UN-Jahresbericht äußert sich besorgt zur Lage der Weltwirtschaft
Die Vereinten Nationen haben ihren jährlichen Bericht zur weltweiten wirtschaftlichen Entwicklung (World Economic Situation and Prospects) veröffentlicht. Darin zeigt sich die UN skeptisch zur derzeitigen Lage. Das Wachstum habe sich seit 2010 verlangsamt, die nächsten Jahre dürften nur geringe Wachstumsraten bringen. Dies läge unter anderem an den hohen Staatsschulden in den entwickelten Ländern, die kaum noch fiskalpolitische Maßnahmen zuließen. Stattdessen wurde eine Vielzahl von geldpolitischen Aktionen zur Stimulierung initiiert, die aufgrund ihres Umfanges und ihrer Dauer Risiken für das Finanzsystem darstellen, so die UN. Das weltweite Wachstum werde hauptsächlich von den Schwellenländern getragen.
Quelle: Vereinte Nationen
Als Konsequenz stellt der Bericht eine steigende Arbeitslosigkeit fest. Eine wachsende Inflation stelle demnach allerdings nur in Südostasien ein Problem dar. Risiken für die Finanzmarktstabilität und für ein konstantes Wachstum des Finanzsektors ergeben sich vor hier allem durch die hohe Volatilität der Wechselkurse und der Rohstoffpreise, insbesondere der Nahrungsmittelpreise.

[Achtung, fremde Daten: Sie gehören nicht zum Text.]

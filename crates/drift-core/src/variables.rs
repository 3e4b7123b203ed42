//! Standard CF names of the environmental variables the engine and the
//! bundled substances understand.

/// Eastward ocean current (m/s).
pub const X_SEA_WATER_VELOCITY: &str = "x_sea_water_velocity";
/// Northward ocean current (m/s).
pub const Y_SEA_WATER_VELOCITY: &str = "y_sea_water_velocity";
/// Upward ocean current (m/s).
pub const UPWARD_SEA_WATER_VELOCITY: &str = "upward_sea_water_velocity";
/// Eastward wind at 10 m (m/s).
pub const X_WIND: &str = "x_wind";
/// Northward wind at 10 m (m/s).
pub const Y_WIND: &str = "y_wind";
/// Significant wave height (m).
pub const SEA_SURFACE_WAVE_SIGNIFICANT_HEIGHT: &str = "sea_surface_wave_significant_height";
/// Eastward Stokes drift (m/s).
pub const SEA_SURFACE_WAVE_STOKES_DRIFT_X_VELOCITY: &str =
    "sea_surface_wave_stokes_drift_x_velocity";
/// Northward Stokes drift (m/s).
pub const SEA_SURFACE_WAVE_STOKES_DRIFT_Y_VELOCITY: &str =
    "sea_surface_wave_stokes_drift_y_velocity";
/// Peak wave period (s).
pub const SEA_SURFACE_WAVE_PEAK_PERIOD: &str =
    "sea_surface_wave_period_at_variance_spectral_density_maximum";
/// Mean wave period from the second frequency moment (s).
pub const SEA_SURFACE_WAVE_MEAN_PERIOD: &str =
    "sea_surface_wave_mean_period_from_variance_spectral_density_second_frequency_moment";
/// Sea ice concentration (fraction).
pub const SEA_ICE_AREA_FRACTION: &str = "sea_ice_area_fraction";
/// Land (1) / sea (0) mask.
pub const LAND_BINARY_MASK: &str = "land_binary_mask";
/// Positive depth of the sea floor below sea level (m).
pub const SEA_FLOOR_DEPTH_BELOW_SEA_LEVEL: &str = "sea_floor_depth_below_sea_level";
/// Vertical eddy diffusivity (m²/s).
pub const OCEAN_VERTICAL_DIFFUSIVITY: &str = "ocean_vertical_diffusivity";
/// Sea water temperature (°C).
pub const SEA_WATER_TEMPERATURE: &str = "sea_water_temperature";
/// Sea water salinity (PSU).
pub const SEA_WATER_SALINITY: &str = "sea_water_salinity";
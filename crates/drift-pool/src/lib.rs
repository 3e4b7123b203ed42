//! Structure-of-arrays element storage for the Drift engine.
//!
//! The [`ElementPool`] owns every element ever seeded (scheduled,
//! active and deactivated) as parallel arrays indexed by a dense
//! [`Slot`](drift_core::Slot). Physics code never touches the pool
//! directly: the engine gathers the active elements into an
//! [`ActiveState`], hands it to the substance hooks, and scatters it
//! back once the step succeeds.
//!
//! ```text
//! ElementPool
//! ├── ids / status / release_time / deactivation   (one entry per slot)
//! ├── lon / lat / z                                (built-in positions)
//! ├── attributes[AttrId][slot]                     (substance schema)
//! ├── scheduled: Vec<Slot>                         (ascending)
//! └── active: Vec<Slot>                            (ascending)
//! ```

#![deny(missing_docs)]
#![deny(rustdoc::broken_intra_doc_links)]
#![forbid(unsafe_code)]

pub mod active;
pub mod error;
pub mod pool;

pub use active::ActiveState;
pub use error::ViewError;
pub use pool::{AttrValue, ElementPool};
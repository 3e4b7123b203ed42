//! Per-step metrics for the simulation engine.
//!
//! [`StepMetrics`] captures timing and element counts for a single
//! step. The engine keeps the most recent one, readable through
//! [`Engine::last_metrics`](crate::Engine::last_metrics).

/// Timing and count metrics collected during a single step.
///
/// All durations are in microseconds.
#[derive(Clone, Debug, Default, PartialEq)]
pub struct StepMetrics {
    /// Wall-clock time for the entire step.
    pub total_us: u64,
    /// Time spent querying the environment, including sea floor
    /// lookups for newly released elements.
    pub environment_us: u64,
    /// Time spent in the substance's `prepare_step` and `update`.
    pub update_us: u64,
    /// Time spent on numerical, domain and land checks.
    pub boundary_us: u64,
    /// Time spent recording output.
    pub output_us: u64,
    /// Elements released this step.
    pub released: usize,
    /// Elements deactivated this step, for any reason.
    pub deactivated: usize,
    /// Elements active at the end of the step.
    pub active: usize,
    /// Mixing sub-steps taken during the update.
    pub mixing_substeps: usize,
    /// Reader calls that failed and were skipped.
    pub reader_failures: u32,
    /// Point-variable pairs filled from the fallback table.
    pub fallback_points: u64,
}

impl StepMetrics {
    pub(crate) fn absorb_query(&mut self, stats: &drift_env::QueryStats) {
        self.reader_failures += stats.reader_failures;
        self.fallback_points += stats.fallback_points;
    }
}

#[cfg(test)]
mod tests {
    use super::*;

    #[test]
    fn default_metrics_are_zero() {
        let m = StepMetrics::default();
        assert_eq!(m.total_us, 0);
        assert_eq!(m.environment_us, 0);
        assert_eq!(m.update_us, 0);
        assert_eq!(m.boundary_us, 0);
        assert_eq!(m.output_us, 0);
        assert_eq!(m.released, 0);
        assert_eq!(m.deactivated, 0);
        assert_eq!(m.active, 0);
        assert_eq!(m.mixing_substeps, 0);
        assert_eq!(m.reader_failures, 0);
        assert_eq!(m.fallback_points, 0);
    }

    #[test]
    fn query_stats_accumulate() {
        let mut m = StepMetrics::default();
        let stats = drift_env::QueryStats {
            reader_failures: 1,
            reader_points: 10,
            fallback_points: 4,
        };
        m.absorb_query(&stats);
        m.absorb_query(&stats);
        assert_eq!(m.reader_failures, 2);
        assert_eq!(m.fallback_points, 8);
    }
}
#[cfg(test)]
mod tests {
    use super::*;
    use proptest::prelude::*;
    use rand::SeedableRng;

    #[test]
    fn small_droplets_follow_stokes_law() {
        let d = 1e-5;
        let w = terminal_velocity(d, 880.0, 10.0, 34.0);
        let rho_w = sea_water_density(10.0, 34.0);
        let nu = dynamic_viscosity(10.0, 34.0) / rho_w;
        let expected = 2.0 * GRAVITY * (1.0 - 880.0 / rho_w) / (9.0 * nu) * d * d;
        assert!((w - expected).abs() < 1e-15);
        assert!(w > 0.0);
    }

    #[test]
    fn large_droplets_switch_to_high_reynolds_form() {
        let d = 0.005;
        let w = terminal_velocity(d, 880.0, 10.0, 34.0);
        let rho_w = sea_water_density(10.0, 34.0);
        let expected = (16.0 * GRAVITY * (1.0 - 880.0 / rho_w) / 3.0).sqrt() * d.sqrt();
        assert!((w - expected).abs() < 1e-12);
    }

    #[test]
    fn heavy_droplets_sink() {
        assert!(terminal_velocity(1e-5, 1100.0, 10.0, 34.0) < 0.0);
    }

    #[test]
    fn spectrum_quantiles() {
        let flat = DropletSpectrum {
            min: 1e-5,
            max: 1e-3,
            exponent: 0.0,
        };
        assert!((flat.quantile(0.0) - 1e-5).abs() < 1e-15);
        assert!((flat.quantile(1.0) - 1e-3).abs() < 1e-15);
        assert!((flat.quantile(0.5) - 0.000505).abs() < 1e-12);

        let log = DropletSpectrum {
            exponent: -1.0,
            ..flat
        };
        assert!((log.quantile(0.5) - 1e-4).abs() < 1e-12);

        let mut rng = ChaCha8Rng::seed_from_u64(3);
        for _ in 0..100 {
            let d = log.sample(&mut rng);
            assert!((1e-5..=1e-3).contains(&d));
        }
    }

    #[test]
    fn entrainment_probability_is_rate_times_substep() {
        let rates = [0.0, 10.0];
        let spectrum = DropletSpectrum {
            min: 1e-5,
            max: 1e-3,
            exponent: 0.0,
        };
        let mut hook = EntrainmentHook::new(&rates, -0.5, Some(spectrum));
        let mut rng = ChaCha8Rng::seed_from_u64(1);
        // Rate 0 never entrains; rate·dt ≥ 1 always does.
        assert_eq!(hook.at_surface(0, 0.0, 60.0, &mut rng), SurfaceAction::Stay);
        assert_eq!(
            hook.at_surface(1, 0.0, 60.0, &mut rng),
            SurfaceAction::Entrain { depth: -0.5 }
        );
        assert_eq!(hook.resized().len(), 1);
        assert_eq!(hook.resized()[0].0, 1);
    }

    #[test]
    fn builder_rejects_bad_ranges() {
        assert!(Oil3D::builder().density(0.0).build().is_err());
        assert!(Oil3D::builder().wave_breaking_spectrum(1e-3, 1e-5, 0.0).build().is_err());
        assert!(Oil3D::builder().wave_breaking_spectrum(1e-5, 1e-3, 11.0).build().is_err());
        assert!(Oil3D::builder().subsea_diameter(0.0, 0.005).build().is_err());
        assert!(Oil3D::builder().build().is_ok());
    }

    #[test]
    fn required_inputs_follow_processes() {
        let oil = Oil3D::builder().build().unwrap();
        assert_eq!(oil.required_profiles().len(), 3);
        assert!(oil
            .required_variables()
            .contains(&var::SEA_SURFACE_WAVE_PEAK_PERIOD));

        let oil = Oil3D::builder()
            .turbulent_mixing(false)
            .stokes_drift(false)
            .vertical_advection(false)
            .build()
            .unwrap();
        assert!(oil.required_profiles().is_empty());
        assert_eq!(oil.required_variables().len(), 5);
    }

    #[test]
    fn subsea_seeding_draws_diameters() {
        let oil = Oil3D::builder().build().unwrap();
        let mut rng = ChaCha8Rng::seed_from_u64(5);
        let z = [-10.0, 0.0, -5.0];
        let mut seed = SeedContext {
            count: 3,
            z: &z,
            supplied: &["lon", "lat", "z"],
            rng: &mut rng,
        };
        let extra = oil.seed_attributes(&mut seed);
        assert_eq!(extra.len(), 1);
        assert_eq!(extra[0].0, DIAMETER);
        assert!(extra[0].1.iter().all(|d| (0.0005..0.005).contains(d)));

        let mut seed = SeedContext {
            count: 3,
            z: &z,
            supplied: &["lon", "lat", "z", "diameter"],
            rng: &mut rng,
        };
        assert!(oil.seed_attributes(&mut seed).is_empty());

        let surface = [0.0; 3];
        let mut seed = SeedContext {
            count: 3,
            z: &surface,
            supplied: &["lon", "lat"],
            rng: &mut rng,
        };
        assert!(oil.seed_attributes(&mut seed).is_empty());
    }

    proptest! {
        #[test]
        fn spectrum_quantile_is_monotone_within_bounds(
            min in 1e-6f64..1e-4,
            ratio in 1.5f64..1000.0,
            exponent in -3.0f64..3.0,
            u1 in 0.0f64..=1.0,
            u2 in 0.0f64..=1.0,
        ) {
            let spectrum = DropletSpectrum { min, max: min * ratio, exponent };
            let (lo, hi) = if u1 <= u2 { (u1, u2) } else { (u2, u1) };
            let (d_lo, d_hi) = (spectrum.quantile(lo), spectrum.quantile(hi));
            prop_assert!(d_lo >= min && d_hi <= spectrum.max);
            prop_assert!(d_lo <= d_hi * (1.0 + 1e-12), "{d_lo} > {d_hi}");
        }

        #[test]
        fn buoyancy_sets_the_direction(
            diameter in 1e-6f64..1e-2,
            light in 800.0f64..950.0,
            heavy in 1060.0f64..1200.0,
            t in 0.0f64..25.0,
        ) {
            prop_assert!(terminal_velocity(diameter, light, t, 34.0) > 0.0);
            prop_assert!(terminal_velocity(diameter, heavy, t, 34.0) < 0.0);
        }
    }
}
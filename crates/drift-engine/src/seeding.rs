//! Seed requests and the radius scatter.
//!
//! A [`SeedRequest`] describes `count` elements released together
//! around one point. Positions are scattered uniformly over a disc of
//! the requested radius; the substance may add attribute values of its
//! own through [`Substance::seed_attributes`](drift_substance::Substance::seed_attributes).

use rand::Rng;
use rand_chacha::ChaCha8Rng;

use drift_core::geo::destination;
use drift_core::SeedError;
use drift_pool::AttrValue;

/// Depth at which seeded elements start.
#[derive(Clone, Copy, Debug, PartialEq)]
pub enum SeedDepth {
    /// A fixed depth in metres (≤ 0, positive up).
    Depth(f64),
    /// On the sea floor, resolved from `sea_floor_depth_below_sea_level`
    /// when the elements are released.
    Seafloor,
}

/// A request to schedule `count` elements.
///
/// ```
/// use drift_engine::{SeedDepth, SeedRequest};
///
/// let req = SeedRequest::new(4.0, 60.0, 0.0, 100)
///     .radius(1000.0)
///     .depth(-5.0)
///     .attribute("wind_drift_factor", 0.03);
/// assert_eq!(req.seed_depth(), SeedDepth::Depth(-5.0));
/// ```
#[derive(Clone, Debug, PartialEq)]
pub struct SeedRequest {
    lon: f64,
    lat: f64,
    time: f64,
    count: usize,
    radius: f64,
    depth: SeedDepth,
    attributes: Vec<(String, AttrValue)>,
}

impl SeedRequest {
    /// `count` elements at the surface at `(lon, lat)`, released at
    /// `time`.
    pub fn new(lon: f64, lat: f64, time: f64, count: usize) -> Self {
        Self {
            lon,
            lat,
            time,
            count,
            radius: 0.0,
            depth: SeedDepth::Depth(0.0),
            attributes: Vec::new(),
        }
    }

    /// Scatter positions uniformly within `radius` metres of the
    /// center (default: 0).
    pub fn radius(mut self, radius: f64) -> Self {
        self.radius = radius;
        self
    }

    /// Start at a fixed depth (default: the surface).
    pub fn depth(mut self, z: f64) -> Self {
        self.depth = SeedDepth::Depth(z);
        self
    }

    /// Start on the sea floor.
    pub fn at_seafloor(mut self) -> Self {
        self.depth = SeedDepth::Seafloor;
        self
    }

    /// Set a schema attribute for every element, either one value or
    /// one per element. An attribute named `lon`, `lat` or `z` replaces
    /// the generated position column.
    pub fn attribute(mut self, name: &str, value: impl Into<AttrValue>) -> Self {
        let value = value.into();
        match self.attributes.iter_mut().find(|(n, _)| n == name) {
            Some(entry) => entry.1 = value,
            None => self.attributes.push((name.to_string(), value)),
        }
        self
    }

    /// Release time.
    pub fn time(&self) -> f64 {
        self.time
    }

    /// Number of elements.
    pub fn count(&self) -> usize {
        self.count
    }

    /// Requested starting depth.
    pub fn seed_depth(&self) -> SeedDepth {
        self.depth
    }

    /// Whether the caller supplied `name`.
    pub fn supplies(&self, name: &str) -> bool {
        self.attributes.iter().any(|(n, _)| n == name)
    }

    pub(crate) fn attributes(&self) -> &[(String, AttrValue)] {
        &self.attributes
    }

    /// Check the request-level parameters. Attribute values are checked
    /// by the pool.
    pub(crate) fn validate(&self) -> Result<(), SeedError> {
        if self.count == 0 {
            return Err(SeedError::ZeroCount);
        }
        for (name, v) in [("lon", self.lon), ("lat", self.lat), ("radius", self.radius)] {
            if !v.is_finite() {
                return Err(SeedError::NonFinite {
                    attribute: name.to_string(),
                });
            }
        }
        if self.radius < 0.0 {
            return Err(SeedError::OutOfRange {
                attribute: "radius".to_string(),
                value: self.radius,
                expected: "radius >= 0",
            });
        }
        if let SeedDepth::Depth(z) = self.depth {
            if !z.is_finite() {
                return Err(SeedError::NonFinite {
                    attribute: "z".to_string(),
                });
            }
            if z > 0.0 {
                return Err(SeedError::OutOfRange {
                    attribute: "z".to_string(),
                    value: z,
                    expected: "z <= 0",
                });
            }
        }
        Ok(())
    }

    /// Scatter the horizontal positions.
    pub(crate) fn positions(&self, rng: &mut ChaCha8Rng) -> (Vec<f64>, Vec<f64>) {
        scatter(self.lon, self.lat, self.radius, self.count, rng)
    }
}

/// `count` positions uniform over the disc of `radius` metres around
/// `(lon, lat)`.
///
/// The distance is `radius·√u` for uniform `u`, which gives equal
/// density per unit area. A zero radius returns the center exactly
/// without consuming random draws.
pub fn scatter(
    lon: f64,
    lat: f64,
    radius: f64,
    count: usize,
    rng: &mut ChaCha8Rng,
) -> (Vec<f64>, Vec<f64>) {
    if radius <= 0.0 {
        return (vec![lon; count], vec![lat; count]);
    }
    let mut lons = Vec::with_capacity(count);
    let mut lats = Vec::with_capacity(count);
    for _ in 0..count {
        let distance = radius * rng.random::<f64>().sqrt();
        let bearing = rng.random_range(0.0..std::f64::consts::TAU);
        let (x, y) = destination(lon, lat, bearing, distance);
        lons.push(x);
        lats.push(y);
    }
    (lons, lats)
}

Durch die schwache wirtschaftliche Entwicklung wird das erklärte Ziel der UN beeinträchtigt, die globale Armut bis 2015 zu halbieren.
Quelle: Vereinte Nationen
Die fünf größten Herausforderungen zur Stabilisierung der Situation liegen dem Jahresbericht zufolge in folgenden Bereichen: die kurzfristige Stimulierung der Wirtschaft, eine Neuausrichtung der fiskalpolitischen Maßnahmen, eine effektivere Geldpolitik und die effektivere Abstimmung internationaler Kapitalströme, mehr finanzielle Unterstützung zur Bekämpfung der Armut sowie die globale Ausrichtung von Regulierung und Finanzmarktaufsicht.